Lynk Insights: Soccer Politics

President Xi Jinping’s 50-point plan in 2014, underscored his determination for sport to become a major driving force for China’s economic, and cultural development in the foreseeable future.

According to Chris Leung, a Lynk Knowledge Partner, and Senior Vice President at SECA Worldwide – a leading Chinese sports marketing agency – the government is making good progress, so far.

“Domestically they are investing heavily in the Chinese Super League (CSL) and Chinese Basketball Association (CBA).”

These domestic IP’s offer big businesses attractive investment opportunities. In the CSL, high profile companies are acting on this. Quanjian Natural Medical Group, for example, have spent ¥600 million competing in the CSL in 2016, and are on track to spend ¥1 billion in 2017, largely thanks to its advertising benefits.

Chris goes on to discuss the wealth of opportunities on offer, by stating that

“Progress is not limited to these popular IPs. Sizeable investments are also being made in badminton, squash and athletics, in an attempt to financially jump-start this revolution. Interest in international sports IP is also growing, with Beijing’s 2022 Winter Olympics set to build on the successes of the annual Shanghai ATP masters, and the Formula 1 Grand Prix.”

Sport is expected to contribute between 1.2%, and 1.5% of China’s GDP by 2025, with soccer seen by many as key to driving this growth. In an interview with BBC Sport, former, England Manager, and Shenzhen Football Coach attests to the progress made in such a short amount of time,

“It is an exciting place to be, and football is getting bigger, and bigger every day.”

On the other hand, this enthusiastic financial backing has led to what many believe to be detrimental side-effects, potentially including a financial bubble in the sports industry. As such, measures have been taken to moderate this growth. Threats to ‘name and shame’ reckless investors in overseas properties, and new regulations for CSL such as 100% tax on overseas talent, have both been implemented to attempt to insert stability. Yet, with previous spending totaling a record €388 million in the January-February transfer window, the true effectiveness of these measures is yet to be seen.

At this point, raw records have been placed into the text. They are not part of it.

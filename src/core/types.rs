//! # Core Types
//!
//! Data structures shared by the server pipeline and the client library: the
//! output record, pagination metadata, the list result and the HTTP envelope.

use serde::{Deserialize, Serialize};

/// One Pokémon as returned by `/api/pokemons`
///
/// `height` and `weight` stay in PokeAPI units (decimeters and hectograms).
/// Conversion is a presentation concern, see [`PokemonSummary::height_in_meters`].
#[derive(Debug, Clone, PartialEq, Eq, Serialize, Deserialize)]
pub struct PokemonSummary {
    pub name: String,
    pub image: Option<String>,
    pub types: Vec<String>,
    pub height: i64,
    pub weight: i64,
}

impl PokemonSummary {
    /// Name with the first letter upper-cased ("pikachu" -> "Pikachu")
    pub fn display_name(&self) -> String {
        let mut chars = self.name.chars();
        match chars.next() {
            Some(first) => first.to_uppercase().chain(chars).collect(),
            None => String::new(),
        }
    }

    pub fn height_in_meters(&self) -> f64 {
        self.height as f64 / 10.0
    }

    pub fn weight_in_kilograms(&self) -> f64 {
        self.weight as f64 / 10.0
    }
}

/// Pagination metadata
///
/// Invariants: `total_pages == ceil(total_count / limit)` and
/// `has_next == (current_page < total_pages)`.
#[derive(Debug, Clone, Copy, PartialEq, Eq, Serialize, Deserialize)]
pub struct PaginationInfo {
    pub current_page: u32,
    pub total_pages: u64,
    pub total_count: u64,
    pub has_next: bool,
}

impl PaginationInfo {
    /// Compute pagination for `current_page` over `total_count` items, `limit` per page
    pub fn new(current_page: u32, total_count: u64, limit: u32) -> Self {
        let limit = u64::from(limit.max(1));
        let total_pages = total_count.div_ceil(limit);

        Self {
            current_page,
            total_pages,
            total_count,
            has_next: u64::from(current_page) < total_pages,
        }
    }
}

/// A page of formatted Pokémon plus its pagination
#[derive(Debug, Clone, PartialEq, Serialize, Deserialize)]
pub struct ListResult {
    pub data: Vec<PokemonSummary>,
    pub pagination: PaginationInfo,
}

/// An index entry that was dropped while aggregating a page
#[derive(Debug, Clone, PartialEq, Eq, Serialize, Deserialize)]
pub struct SkippedEntry {
    pub name: String,
    pub url: String,
    pub reason: String,
}

/// Result of a list aggregation, including what was dropped and why
#[derive(Debug, Clone, PartialEq)]
pub struct ListOutcome {
    pub result: ListResult,
    pub skipped: Vec<SkippedEntry>,
}

impl ListOutcome {
    pub fn into_result(self) -> ListResult {
        self.result
    }
}

/// Success envelope for `GET /api/pokemons`
#[derive(Debug, Clone, PartialEq, Serialize, Deserialize)]
pub struct ListResponse {
    pub success: bool,
    pub message: String,
    pub data: Vec<PokemonSummary>,
    pub pagination: PaginationInfo,
}

impl ListResponse {
    pub fn from_result(result: ListResult, message: impl Into<String>) -> Self {
        Self {
            success: true,
            message: message.into(),
            data: result.data,
            pagination: result.pagination,
        }
    }
}

#[cfg(test)]
mod tests {
    use super::*;

    #[test]
    fn test_pagination_math() {
        let p = PaginationInfo::new(1, 1292, 20);
        assert_eq!(p.total_pages, 65);
        assert!(p.has_next);

        let p = PaginationInfo::new(65, 1292, 20);
        assert!(!p.has_next);

        let p = PaginationInfo::new(999, 1292, 20);
        assert_eq!(p.total_pages, 65);
        assert!(!p.has_next);

        let p = PaginationInfo::new(1, 0, 20);
        assert_eq!(p.total_pages, 0);
        assert!(!p.has_next);

        let p = PaginationInfo::new(1, 100, 100);
        assert_eq!(p.total_pages, 1);
        assert!(!p.has_next);
    }

    #[test]
    fn test_presentation_helpers() {
        let pikachu = PokemonSummary {
            name: "pikachu".to_string(),
            image: None,
            types: vec!["electric".to_string()],
            height: 4,
            weight: 60,
        };

        assert_eq!(pikachu.display_name(), "Pikachu");
        assert!((pikachu.height_in_meters() - 0.4).abs() < f64::EPSILON);
        assert!((pikachu.weight_in_kilograms() - 6.0).abs() < f64::EPSILON);
    }

    #[test]
    fn test_image_serializes_as_null() {
        let summary = PokemonSummary {
            name: "missingno".to_string(),
            image: None,
            types: vec![],
            height: 0,
            weight: 0,
        };
        let value = serde_json::to_value(&summary).unwrap();
        assert!(value["image"].is_null());
    }
}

However, according to Chris, the future is bright for Chinese sport, and soccer in particular.

“The current growth estimations are actually very achievable, with some even considering them conservative. By 2025 the number of people participating in soccer needs to increase by 39%. To put that into perspective, participation in marathon running alone saw a 60% increase 2016. Soccer should have no problem reaching its next milestone.”

All signs point to China being well on their way to becoming the sporting nation President Xi envisioned, in 2014. Spending on sport-related entertainment goods and services grew 17.1% in the first half of 2017. Not only that but domestic IP’s such as the CSL still offers big businesses attractive investment opportunities. With high profile companies such as Quanjian Natural Medical Group spending ¥600 million competing in the CSL during 2016, and are on track to spend ¥1 billion in 2017, largely thanks to its advertising benefits.

Sooner rather than later, sport will capture more people’s imaginations, and contribute to their wellness, and prosperity. Soccer is just the start.